INSTRUCTIONS TO FOLLOW —
Write all of the entries again. Keep them exactly as they are.

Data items
━━━
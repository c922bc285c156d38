//! Receipt and rating result types.

use serde::{Deserialize, Serialize};

use crate::Grade;

/// One purchased product on a scanned receipt.
///
/// `co2` is kilograms of CO2 *per single unit*; multiply by `quantity`
/// for the line total.
#[derive(Debug, Clone, PartialEq, Serialize, Deserialize)]
#[serde(rename_all = "camelCase")]
pub struct LineItem {
    /// Display label for the product.
    pub name: String,
    /// Number of units purchased.
    pub quantity: u32,
    /// Kilograms of CO2 per single unit.
    pub co2: f64,
}

impl LineItem {
    /// Creates a new line item.
    #[must_use]
    pub fn new(name: impl Into<String>, quantity: u32, co2: f64) -> Self {
        Self {
            name: name.into(),
            quantity,
            co2,
        }
    }

    /// Returns the CO2 contribution of this line (`co2 × quantity`).
    #[must_use]
    pub fn line_co2(&self) -> f64 {
        self.co2 * f64::from(self.quantity)
    }
}

/// A scanned receipt: store metadata plus an ordered list of line items.
///
/// Item order is display-relevant and preserved as delivered by the
/// analysis service. The `date` field is a display-only label and never
/// feeds the rating computation.
#[derive(Debug, Clone, PartialEq, Serialize, Deserialize)]
#[serde(rename_all = "camelCase")]
pub struct Receipt {
    /// Store name label.
    pub store_name: String,
    /// Purchase date label (display-only).
    pub date: String,
    /// Purchased items, in display order.
    pub items: Vec<LineItem>,
}

/// Derived aggregate metrics and qualitative rating for one receipt.
///
/// Computed once per receipt by the rating engine and passed down to
/// presentation read-only; never mutated in place.
#[derive(Debug, Clone, PartialEq, Serialize, Deserialize)]
#[serde(rename_all = "camelCase")]
pub struct RatingResult {
    /// Total kilograms of CO2 across all items.
    #[serde(rename = "totalCO2")]
    pub total_co2: f64,
    /// Total unit count across all items. `u64` so summing many
    /// large-quantity lines cannot overflow.
    pub total_item_count: u64,
    /// `total_co2 / total_item_count`, or `0` for an empty receipt.
    #[serde(rename = "averageCO2PerItem")]
    pub average_co2_per_item: f64,
    /// Letter grade derived from the average.
    pub grade: Grade,
    /// Human-readable driving-distance equivalence statement.
    pub comparison: String,
}

#[cfg(test)]
mod tests {
    use super::*;

    #[test]
    fn line_co2_multiplies_by_quantity() {
        let item = LineItem::new("Whole Milk 1L", 2, 1.6);
        assert!((item.line_co2() - 3.2).abs() < 1e-9);
    }

    #[test]
    fn receipt_round_trips_wire_names() {
        let json = r#"{
            "storeName": "EcoMart Groceries",
            "date": "1/11/2026",
            "items": [{"name": "Organic Bananas", "quantity": 1, "co2": 0.48}]
        }"#;
        let receipt: Receipt = serde_json::from_str(json).unwrap();
        assert_eq!(receipt.store_name, "EcoMart Groceries");
        assert_eq!(receipt.items.len(), 1);
        assert_eq!(receipt.items[0].quantity, 1);

        let back = serde_json::to_value(&receipt).unwrap();
        assert!(back.get("storeName").is_some());
        assert!(back["items"][0].get("co2").is_some());
    }

    #[test]
    fn rating_result_uses_original_co2_field_names() {
        let rating = RatingResult {
            total_co2: 25.28,
            total_item_count: 9,
            average_co2_per_item: 25.28 / 9.0,
            grade: Grade::B,
            comparison: "Equivalent to driving 120 km in a car".to_string(),
        };
        let value = serde_json::to_value(&rating).unwrap();
        assert!(value.get("totalCO2").is_some());
        assert!(value.get("averageCO2PerItem").is_some());
        assert!(value.get("totalItemCount").is_some());
        assert_eq!(value["grade"], "B");
    }
}
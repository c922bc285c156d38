#![cfg_attr(feature = "fail-on-warnings", deny(warnings))]
#![warn(clippy::all, clippy::pedantic, clippy::nursery, clippy::cargo)]
#![allow(clippy::multiple_crate_versions, clippy::cargo_common_metadata)]

//! Client and validation boundary for the external receipt analysis
//! service.
//!
//! The analysis service turns a receipt image into a list of line items.
//! This crate owns the single network call to it, validates every item
//! that crosses the boundary, and provides the fixed fallback receipt
//! callers may substitute when the service is unreachable. Whether to
//! substitute is the *caller's* decision; the client never masks a
//! failure by returning fallback data itself.

mod client;
mod fallback;
mod validate;

pub use client::AnalysisClient;
pub use fallback::fallback_receipt;
pub use validate::validate_items;

/// Errors that can occur while obtaining a receipt from the analysis
/// service.
#[derive(Debug, thiserror::Error)]
pub enum AnalysisError {
    /// HTTP request failed (network error, DNS, connection refused).
    #[error("HTTP request failed: {0}")]
    Http(#[from] reqwest::Error),

    /// The service responded with a non-success status code.
    #[error("analysis service returned HTTP {status}")]
    Status {
        /// The status code the service returned.
        status: reqwest::StatusCode,
    },

    /// The response body could not be parsed as the expected JSON shape.
    #[error("JSON parse error: {0}")]
    Json(#[from] serde_json::Error),

    /// A line item failed validation at the service boundary.
    #[error("malformed line item {name:?}: {reason}")]
    MalformedLineItem {
        /// Display name of the offending item (may be empty).
        name: String,
        /// Description of what was wrong with it.
        reason: String,
    },
}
━━━
PROBLEM SOLUTION —
repository c922bc285c156d38
//! Receipt and rating result types.

use serde::{Deserialize, Serialize};

use crate::Grade;

/// One purchased product on a scanned receipt.
///
/// `co2` is kilograms of CO2 *per single unit*; multiply by `quantity`
/// for the line total.
#[derive(Debug, Clone, PartialEq, Serialize, Deserialize)]
#[serde(rename_all = "camelCase")]
pub struct LineItem {
    /// Display label for the product.
    pub name: String,
    /// Number of units purchased.
    pub quantity: u32,
    /// Kilograms of CO2 per single unit.
    pub co2: f64,
}

impl LineItem {
    /// Creates a new line item.
    #[must_use]
    pub fn new(name: impl Into<String>, quantity: u32, co2: f64) -> Self {
        Self {
            name: name.into(),
            quantity,
            co2,
        }
    }

    /// Returns the CO2 contribution of this line (`co2 × quantity`).
    #[must_use]
    pub fn line_co2(&self) -> f64 {
        self.co2 * f64::from(self.quantity)
    }
}

/// A scanned receipt: store metadata plus an ordered list of line items.
///
/// Item order is display-relevant and preserved as delivered by the
/// analysis service. The `date` field is a display-only label and never
/// feeds the rating computation.
#[derive(Debug, Clone, PartialEq, Serialize, Deserialize)]
#[serde(rename_all = "camelCase")]
pub struct Receipt {
    /// Store name label.
    pub store_name: String,
    /// Purchase date label (display-only).
    pub date: String,
    /// Purchased items, in display order.
    pub items: Vec<LineItem>,
}

/// Derived aggregate metrics and qualitative rating for one receipt.
///
/// Computed once per receipt by the rating engine and passed down to
/// presentation read-only; never mutated in place.
#[derive(Debug, Clone, PartialEq, Serialize, Deserialize)]
#[serde(rename_all = "camelCase")]
pub struct RatingResult {
    /// Total kilograms of CO2 across all items.
    #[serde(rename = "totalCO2")]
    pub total_co2: f64,
    /// Total unit count across all items. `u64` so summing many
    /// large-quantity lines cannot overflow.
    pub total_item_count: u64,
    /// `total_co2 / total_item_count`, or `0` for an empty receipt.
    #[serde(rename = "averageCO2PerItem")]
    pub average_co2_per_item: f64,
    /// Letter grade derived from the average.
    pub grade: Grade,
    /// Human-readable driving-distance equivalence statement.
    pub comparison: String,
}

#[cfg(test)]
mod tests {
    use super::*;

    #[test]
    fn line_co2_multiplies_by_quantity() {
        let item = LineItem::new("Whole Milk 1L", 2, 1.6);
        assert!((item.line_co2() - 3.2).abs() < 1e-9);
    }

    #[test]
    fn receipt_round_trips_wire_names() {
        let json = r#"{
            "storeName": "EcoMart Groceries",
            "date": "1/11/2026",
            "items": [{"name": "Organic Bananas", "quantity": 1, "co2": 0.48}]
        }"#;
        let receipt: Receipt = serde_json::from_str(json).unwrap();
        assert_eq!(receipt.store_name, "EcoMart Groceries");
        assert_eq!(receipt.items.len(), 1);
        assert_eq!(receipt.items[0].quantity, 1);

        let back = serde_json::to_value(&receipt).unwrap();
        assert!(back.get("storeName").is_some());
        assert!(back["items"][0].get("co2").is_some());
    }

    #[test]
    fn rating_result_uses_original_co2_field_names() {
        let rating = RatingResult {
            total_co2: 25.28,
            total_item_count: 9,
            average_co2_per_item: 25.28 / 9.0,
            grade: Grade::B,
            comparison: "Equivalent to driving 120 km in a car".to_string(),
        };
        let value = serde_json::to_value(&rating).unwrap();
        assert!(value.get("totalCO2").is_some());
        assert!(value.get("averageCO2PerItem").is_some());
        assert!(value.get("totalItemCount").is_some());
        assert_eq!(value["grade"], "B");
    }
}
repository c922bc285c156d38
#![cfg_attr(feature = "fail-on-warnings", deny(warnings))]
#![warn(clippy::all, clippy::pedantic, clippy::nursery, clippy::cargo)]
#![allow(clippy::multiple_crate_versions, clippy::cargo_common_metadata)]

//! Client and validation boundary for the external receipt analysis
//! service.
//!
//! The analysis service turns a receipt image into a list of line items.
//! This crate owns the single network call to it, validates every item
//! that crosses the boundary, and provides the fixed fallback receipt
//! callers may substitute when the service is unreachable. Whether to
//! substitute is the *caller's* decision; the client never masks a
//! failure by returning fallback data itself.

mod client;
mod fallback;
mod validate;

pub use client::AnalysisClient;
pub use fallback::fallback_receipt;
pub use validate::validate_items;

/// Errors that can occur while obtaining a receipt from the analysis
/// service.
#[derive(Debug, thiserror::Error)]
pub enum AnalysisError {
    /// HTTP request failed (network error, DNS, connection refused).
    #[error("HTTP request failed: {0}")]
    Http(#[from] reqwest::Error),

    /// The service responded with a non-success status code.
    #[error("analysis service returned HTTP {status}")]
    Status {
        /// The status code the service returned.
        status: reqwest::StatusCode,
    },

    /// The response body could not be parsed as the expected JSON shape.
    #[error("JSON parse error: {0}")]
    Json(#[from] serde_json::Error),

    /// A line item failed validation at the service boundary.
    #[error("malformed line item {name:?}: {reason}")]
    MalformedLineItem {
        /// Display name of the offending item (may be empty).
        name: String,
        /// Description of what was wrong with it.
        reason: String,
    },
}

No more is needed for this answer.